**Exercise**
Among the entries below, take the line with "pub fn all(&self)" and the line with "cannot be determined.", and output them and every line between them exactly, with nothing else.
***** Source material
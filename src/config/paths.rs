//! Path management for Shelf
//!
//! Provides XDG-compliant path resolution for configuration and catalog data.
//!
//! ## Path Resolution Order
//!
//! 1. `SHELF_DATA_DIR` environment variable (if set)
//! 2. Unix (Linux/macOS): `$XDG_CONFIG_HOME/shelf` or `~/.config/shelf`
//! 3. Windows: `%APPDATA%\shelf`

use std::path::PathBuf;

use crate::error::ShelfError;

use super::settings::Settings;

/// Locations of the three catalog resources
///
/// Handed to [`crate::catalog::Catalog`] at construction; nothing in the crate
/// reaches for a process-wide file name.
#[derive(Debug, Clone, PartialEq, Eq)]
pub struct CatalogFiles {
    pub books: PathBuf,
    pub members: PathBuf,
    pub transactions: PathBuf,
}

impl CatalogFiles {
    /// Place all three resources in one directory using the default file names
    pub fn in_dir(dir: impl Into<PathBuf>) -> Self {
        let dir = dir.into();
        let settings = Settings::default();
        Self {
            books: dir.join(&settings.books_file),
            members: dir.join(&settings.members_file),
            transactions: dir.join(&settings.transactions_file),
        }
    }

    /// All resource paths, books first
    pub fn all(&self) -> [&PathBuf; 3] {
        [&self.books, &self.members, &self.transactions]
    }
}

/// Manages all paths used by Shelf
#[derive(Debug, Clone)]
pub struct ShelfPaths {
    /// Base directory for all Shelf data
    base_dir: PathBuf,
}

impl ShelfPaths {
    /// Create a new ShelfPaths instance
    ///
    /// # Errors
    ///
    /// Returns an error if the home directory cannot be determined.
    pub fn new() -> Result<Self, ShelfError> {
        let base_dir = if let Ok(custom) = std::env::var("SHELF_DATA_DIR") {
            PathBuf::from(custom)
        } else {
            resolve_default_path()?
        };

        Ok(Self { base_dir })
    }

    /// Create ShelfPaths with a custom base directory
    pub fn with_base_dir(base_dir: PathBuf) -> Self {
        Self { base_dir }
    }

    /// Get the base directory (~/.config/shelf/ or equivalent)
    pub fn base_dir(&self) -> &PathBuf {
        &self.base_dir
    }

    /// Get the data directory (~/.config/shelf/data/)
    pub fn data_dir(&self) -> PathBuf {
        self.base_dir.join("data")
    }

    /// Get the path to the settings file
    pub fn settings_file(&self) -> PathBuf {
        self.base_dir.join("config.json")
    }

    /// Resolve the catalog resource locations for the given settings
    pub fn catalog_files(&self, settings: &Settings) -> CatalogFiles {
        let data_dir = self.data_dir();
        CatalogFiles {
            books: data_dir.join(&settings.books_file),
            members: data_dir.join(&settings.members_file),
            transactions: data_dir.join(&settings.transactions_file),
        }
    }

    /// Ensure the base and data directories exist
    pub fn ensure_directories(&self) -> Result<(), ShelfError> {
        std::fs::create_dir_all(&self.base_dir)
            .map_err(|e| ShelfError::Io(format!("Failed to create base directory: {}", e)))?;

        std::fs::create_dir_all(self.data_dir())
            .map_err(|e| ShelfError::Io(format!("Failed to create data directory: {}", e)))?;

        Ok(())
    }

    /// Check if Shelf has been initialized (config file exists)
    pub fn is_initialized(&self) -> bool {
        self.settings_file().exists()
    }
}

#[cfg(not(windows))]
fn resolve_default_path() -> Result<PathBuf, ShelfError> {
    let config_base = match std::env::var("XDG_CONFIG_HOME") {
        Ok(xdg) => PathBuf::from(xdg),
        Err(_) => {
            let home = std::env::var("HOME").map_err(|_| {
                ShelfError::Config("HOME environment variable not set".into())
            })?;
            PathBuf::from(home).join(".config")
        }
    };
    Ok(config_base.join("shelf"))
}

#[cfg(windows)]
fn resolve_default_path() -> Result<PathBuf, ShelfError> {
    let appdata = std::env::var("APPDATA")
        .map_err(|_| ShelfError::Config("Could not determine APPDATA directory".into()))?;
    Ok(PathBuf::from(appdata).join("shelf"))
}
//! Borrow and return transactions
//!
//! Each transaction resolves the member, then the book, then applies the
//! member's borrow/return rule. Rejections are ordinary return values; only
//! storage failures and broken invariants surface as errors. A successful
//! transaction appends to the log and rewrites the snapshot before returning.

use std::fmt;

use crate::error::ShelfResult;
use crate::models::{TransactionAction, TransactionRecord};

use super::catalog::Catalog;

/// How a borrow request ended
#[derive(Debug, Clone, Copy, PartialEq, Eq)]
pub enum BorrowOutcome {
    MemberNotFound,
    BookNotFound,
    NoCopies,
    /// The member already holds this book
    AlreadyBorrowed,
    Borrowed,
}

impl BorrowOutcome {
    pub fn is_success(&self) -> bool {
        matches!(self, Self::Borrowed)
    }

    /// Status message shown to the user
    pub fn message(&self) -> &'static str {
        match self {
            Self::MemberNotFound => "Member not found.",
            Self::BookNotFound => "Book not found.",
            Self::NoCopies => "No copies available to borrow.",
            Self::AlreadyBorrowed => {
                "Cannot borrow: either unavailable or already borrowed by this member."
            }
            Self::Borrowed => "Book borrowed successfully!",
        }
    }
}

impl fmt::Display for BorrowOutcome {
    fn fmt(&self, f: &mut fmt::Formatter<'_>) -> fmt::Result {
        f.write_str(self.message())
    }
}

/// How a return request ended
#[derive(Debug, Clone, Copy, PartialEq, Eq)]
pub enum ReturnOutcome {
    MemberNotFound,
    BookNotFound,
    /// The member does not hold this book
    NotBorrowed,
    Returned,
}

impl ReturnOutcome {
    pub fn is_success(&self) -> bool {
        matches!(self, Self::Returned)
    }

    /// Status message shown to the user
    pub fn message(&self) -> &'static str {
        match self {
            Self::MemberNotFound => "Member not found.",
            Self::BookNotFound => "Book not found.",
            Self::NotBorrowed => "Cannot return: this book is not borrowed by the member.",
            Self::Returned => "Book returned successfully!",
        }
    }
}

impl fmt::Display for ReturnOutcome {
    fn fmt(&self, f: &mut fmt::Formatter<'_>) -> fmt::Result {
        f.write_str(self.message())
    }
}

impl Catalog {
    /// Lend the first book titled `title` to member `member_id`
    pub fn borrow_transaction(&mut self, member_id: &str, title: &str) -> ShelfResult<BorrowOutcome> {
        let Some(member_idx) = self.member_index(member_id) else {
            return Ok(BorrowOutcome::MemberNotFound);
        };
        let Some(book_idx) = self.book_index_by_title(title) else {
            return Ok(BorrowOutcome::BookNotFound);
        };
        if !self.books[book_idx].is_available() {
            return Ok(BorrowOutcome::NoCopies);
        }

        let member = &mut self.members[member_idx];
        let book = &mut self.books[book_idx];

        if !member.borrow(book)? {
            return Ok(BorrowOutcome::AlreadyBorrowed);
        }
        book.record_borrow();

        let record = TransactionRecord::now(TransactionAction::Borrow, member.id.as_str(), book);
        self.commit(&record)?;

        Ok(BorrowOutcome::Borrowed)
    }

    /// Take back the first book titled `title` from member `member_id`
    pub fn return_transaction(&mut self, member_id: &str, title: &str) -> ShelfResult<ReturnOutcome> {
        let Some(member_idx) = self.member_index(member_id) else {
            return Ok(ReturnOutcome::MemberNotFound);
        };
        let Some(book_idx) = self.book_index_by_title(title) else {
            return Ok(ReturnOutcome::BookNotFound);
        };

        let member = &mut self.members[member_idx];
        let book = &mut self.books[book_idx];

        if !member.return_book(book)? {
            return Ok(ReturnOutcome::NotBorrowed);
        }

        let record = TransactionRecord::now(TransactionAction::Return, member.id.as_str(), book);
        self.commit(&record)?;

        Ok(ReturnOutcome::Returned)
    }

    /// Log the event, then persist the snapshot it belongs to
    fn commit(&self, record: &TransactionRecord) -> ShelfResult<()> {
        self.storage.transactions.append(record)?;
        self.save()?;

        tracing::info!(
            action = %record.action,
            member_id = %record.member_id,
            book_id = %record.book_id,
            "transaction recorded"
        );
        Ok(())
    }
}
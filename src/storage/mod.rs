//! Storage layer for Shelf
//!
//! Flat text files, one record per line. Books and members are rewritten as
//! full snapshots (temp file + rename); transactions are only ever appended.

pub mod books;
pub mod file_io;
pub mod init;
pub mod members;
pub mod transactions;

pub use books::BookFile;
pub use file_io::{read_records, write_records_atomic};
pub use init::{initialize_storage, needs_initialization};
pub use members::MemberFile;
pub use transactions::TransactionLog;

use crate::config::paths::CatalogFiles;
use crate::error::ShelfError;
use crate::models::{Book, Member};

/// Storage coordinator for the three catalog resources
#[derive(Debug, Clone)]
pub struct Storage {
    files: CatalogFiles,
    pub books: BookFile,
    pub members: MemberFile,
    pub transactions: TransactionLog,
}

impl Storage {
    /// Create a Storage instance, creating any missing file
    pub fn new(files: CatalogFiles) -> Result<Self, ShelfError> {
        initialize_storage(&files)?;

        Ok(Self {
            books: BookFile::new(files.books.clone()),
            members: MemberFile::new(files.members.clone()),
            transactions: TransactionLog::new(files.transactions.clone()),
            files,
        })
    }

    /// Get the file locations
    pub fn files(&self) -> &CatalogFiles {
        &self.files
    }

    /// Load the book and member snapshots
    pub fn load_all(&self) -> Result<(Vec<Book>, Vec<Member>), ShelfError> {
        let books = self.books.load()?;
        let members = self.members.load()?;
        tracing::debug!(books = books.len(), members = members.len(), "catalog loaded");
        Ok((books, members))
    }

    /// Rewrite the book and member snapshots
    pub fn save_all(&self, books: &[Book], members: &[Member]) -> Result<(), ShelfError> {
        self.books.save(books)?;
        self.members.save(members)?;
        tracing::debug!(books = books.len(), members = members.len(), "catalog saved");
        Ok(())
    }
}
use assert_cmd::Command;
use predicates::prelude::*;
use tempfile::TempDir;

fn shelf(data_dir: &TempDir) -> Command {
    let mut cmd = Command::cargo_bin("shelf").unwrap();
    cmd.arg("--data-dir").arg(data_dir.path());
    cmd
}

fn seed_dune(data_dir: &TempDir) {
    shelf(data_dir)
        .args(["book", "add", "B1", "Dune", "Herbert", "2"])
        .assert()
        .success()
        .stdout(predicate::str::contains("Book added successfully!"));
    shelf(data_dir)
        .args(["member", "add", "M1", "Alice"])
        .assert()
        .success()
        .stdout(predicate::str::contains("Member added successfully!"));
}

#[test]
fn test_init_creates_files() {
    let temp = TempDir::new().unwrap();

    shelf(&temp)
        .arg("init")
        .assert()
        .success()
        .stdout(predicate::str::contains("Initialization complete!"));

    assert!(temp.path().join("config.json").exists());
    assert!(temp.path().join("data").join("books.txt").exists());
    assert!(temp.path().join("data").join("members.txt").exists());
    assert!(temp.path().join("data").join("transactions.txt").exists());
}

#[test]
fn test_empty_listings() {
    let temp = TempDir::new().unwrap();

    shelf(&temp)
        .args(["book", "list"])
        .assert()
        .success()
        .stdout("No books available.\n");
    shelf(&temp)
        .args(["member", "list"])
        .assert()
        .success()
        .stdout("No members available.\n");
    shelf(&temp)
        .args(["book", "top"])
        .assert()
        .success()
        .stdout("No books in library.\n");
    shelf(&temp)
        .arg("history")
        .assert()
        .success()
        .stdout("No transactions recorded yet.\n");
}

#[test]
fn test_borrow_and_return_flow() {
    let temp = TempDir::new().unwrap();
    seed_dune(&temp);

    shelf(&temp)
        .args(["borrow", "M1", "dune"])
        .assert()
        .success()
        .stdout("Book borrowed successfully!\n");

    shelf(&temp)
        .args(["borrow", "M1", "Dune"])
        .assert()
        .success()
        .stdout("Cannot borrow: either unavailable or already borrowed by this member.\n");

    shelf(&temp)
        .args(["book", "list"])
        .assert()
        .success()
        .stdout("Book ID: B1 | Title: Dune | Author: Herbert | Available: 1 | Borrowed: 1\n");

    shelf(&temp)
        .args(["return", "M1", "Dune"])
        .assert()
        .success()
        .stdout("Book returned successfully!\n");

    shelf(&temp)
        .arg("history")
        .assert()
        .success()
        .stdout(predicate::str::contains("Transaction History:"))
        .stdout(predicate::str::contains(",BORROW,M1,B1,Dune"))
        .stdout(predicate::str::contains(",RETURN,M1,B1,Dune"));
}

#[test]
fn test_multi_word_title() {
    let temp = TempDir::new().unwrap();
    shelf(&temp)
        .args(["book", "add", "B7", "The Left Hand of Darkness", "Le Guin", "1"])
        .assert()
        .success();
    shelf(&temp).args(["member", "add", "M1", "Alice"]).assert().success();

    shelf(&temp)
        .args(["borrow", "M1", "the", "left", "hand", "of", "darkness"])
        .assert()
        .success()
        .stdout("Book borrowed successfully!\n");
}

#[test]
fn test_unknown_member_and_book() {
    let temp = TempDir::new().unwrap();
    seed_dune(&temp);

    shelf(&temp)
        .args(["borrow", "M9", "Dune"])
        .assert()
        .success()
        .stdout("Member not found.\n");
    shelf(&temp)
        .args(["return", "M1", "Emma"])
        .assert()
        .success()
        .stdout("Book not found.\n");
}

#[test]
fn test_add_book_rejects_bad_copies() {
    let temp = TempDir::new().unwrap();

    shelf(&temp)
        .args(["book", "add", "B1", "Dune", "Herbert", "-1"])
        .assert()
        .failure()
        .stderr(predicate::str::contains("Available copies cannot be negative."));

    shelf(&temp)
        .args(["book", "add", "B1", "Dune", "Herbert", "two"])
        .assert()
        .failure()
        .stderr(predicate::str::contains("Invalid number for available copies."));

    shelf(&temp)
        .args(["book", "add", "B1", "Dune, Part One", "Herbert", "1"])
        .assert()
        .failure()
        .stderr(predicate::str::contains("cannot contain ','"));
}

#[test]
fn test_search_and_top() {
    let temp = TempDir::new().unwrap();
    seed_dune(&temp);
    shelf(&temp)
        .args(["book", "add", "B2", "Emma", "Austen", "1"])
        .assert()
        .success();
    shelf(&temp).args(["borrow", "M1", "Emma"]).assert().success();

    shelf(&temp)
        .args(["book", "search", "--author", "AUSTEN"])
        .assert()
        .success()
        .stdout(predicate::str::contains("Title: Emma"))
        .stdout(predicate::str::contains("Dune").not());

    shelf(&temp)
        .args(["book", "search", "--author", "Tolkien"])
        .assert()
        .success()
        .stdout("No books found for the given author.\n");

    shelf(&temp)
        .args(["book", "top"])
        .assert()
        .success()
        .stdout(predicate::str::contains("Most Borrowed Book:"))
        .stdout(predicate::str::contains("Book ID: B2"));
}

#[test]
fn test_member_history() {
    let temp = TempDir::new().unwrap();
    seed_dune(&temp);
    shelf(&temp).args(["borrow", "M1", "Dune"]).assert().success();

    shelf(&temp)
        .args(["history", "--member", "M1"])
        .assert()
        .success()
        .stdout(predicate::str::contains("Loan history for member M1"))
        .stdout(predicate::str::contains("1 event(s), 1 loan(s) still open"));

    shelf(&temp)
        .args(["history", "--member", "M9"])
        .assert()
        .failure()
        .stderr(predicate::str::contains("Member not found: M9"));
}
**********
**Task solution**
    pub fn all(&self) -> [&PathBuf; 3] {
        [&self.books, &self.members, &self.transactions]
    }
}

/// Manages all paths used by Shelf
#[derive(Debug, Clone)]
pub struct ShelfPaths {
    /// Base directory for all Shelf data
    base_dir: PathBuf,
}

impl ShelfPaths {
    /// Create a new ShelfPaths instance
    ///
    /// # Errors
    ///
    /// Returns an error if the home directory cannot be determined.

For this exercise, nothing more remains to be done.